Glass is a thing of the past, and transparent wood will replace glass

Mondo Social Updated on 2024-01-29

At present, the general trend of green energy transformation in global industries has not changed, and in addition to the energy sector, some traditional industries with high energy consumption are also facing unprecedented challenges. The glass manufacturing industry is one of the high-energy consumption industries, because glass is used as a universal building material, and the mobile phone industry is also a large user of high-end glass.

Since the manufacturing process of glass makes it difficult to simply reduce energy consumption, the best thing to do is to find alternative materials. Of the many renewable materials, transparent wood is currently considered to be the closest to replacing glass.

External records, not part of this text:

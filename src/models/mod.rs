use crate::charts::ChartSpec;
use crate::sources::SourceCitation;
use chrono::{DateTime, Utc};
use serde::{Deserialize, Serialize};
use serde_json::Value;

/// One record of a tabular query result: column name -> scalar value.
/// serde_json is built with `preserve_order`, so a Row keeps the column
/// order the producing backend emitted. Every row of one result must share
/// the same columns in the same order.
pub type Row = serde_json::Map<String, Value>;

/// A rectangular, column-homogeneous result set.
pub type TabularResult = Vec<Row>;

/// One completed conversation turn, owned by the session store.
#[derive(Debug, Clone, Serialize, Deserialize)]
pub struct ChatTurn {
    pub session_id: String,
    pub user_message: String,
    pub assistant_message: String,
    /// Name of the visualization or document-search tool that shaped the
    /// response, if one ran.
    #[serde(skip_serializing_if = "Option::is_none")]
    pub tool_used: Option<String>,
    /// Structured payload (chart config / citations) attached to the turn.
    #[serde(skip_serializing_if = "Option::is_none")]
    pub payload: Option<Value>,
    pub created_at: DateTime<Utc>,
}

/// Envelope returned to the caller for every orchestration run.
/// Failures never produce an empty response: `message` always carries at
/// least an explanatory string.
#[derive(Debug, Clone, Serialize, Deserialize)]
pub struct ResponseEnvelope {
    pub message: String,
    pub session_id: String,
    pub success: bool,
    #[serde(skip_serializing_if = "Option::is_none")]
    pub tool_used: Option<String>,
    #[serde(skip_serializing_if = "Option::is_none")]
    pub chart_config: Option<ChartSpec>,
    #[serde(skip_serializing_if = "Option::is_none")]
    pub chart_data: Option<TabularResult>,
    #[serde(skip_serializing_if = "Option::is_none")]
    pub sources: Option<Vec<SourceCitation>>,
}

impl ResponseEnvelope {
    /// Build a failure envelope. The triggering turn is not recorded, so
    /// the session history stays uncorrupted.
    pub fn error(session_id: impl Into<String>, message: impl Into<String>) -> Self {
        ResponseEnvelope {
            message: message.into(),
            session_id: session_id.into(),
            success: false,
            tool_used: None,
            chart_config: None,
            chart_data: None,
            sources: None,
        }
    }
}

The birth of transparent wood was an accident, and 30 years ago, a German botanist, Siegfried Fink, wanted to find a way to observe the internal structure of the period without cutting the wood, so he came up with the idea of bleach to bleach the pigments in plant cells to create transparent wood. In 1992 he published the results of his research in a journal on wood technology, but it remained unfollowed until more than a decade later, when a researcher named Lars Berglund discovered it.

Lars Beglund, a materials scientist at the Royal Institute of Technology in Sweden, has been working on polymer composites to create a stronger alternative to clear plastics. Lars Bergelund collaborated with researchers at the University of Maryland in the United States, who also focused on transparent wood, and after years of experimentation, they found that transparent wood could be used in smartphone screens. Soft lights and discolored windows, at the same thickness, transparent wood is far stronger than fragile plastic and glass, making it the most ideal material to replace glass.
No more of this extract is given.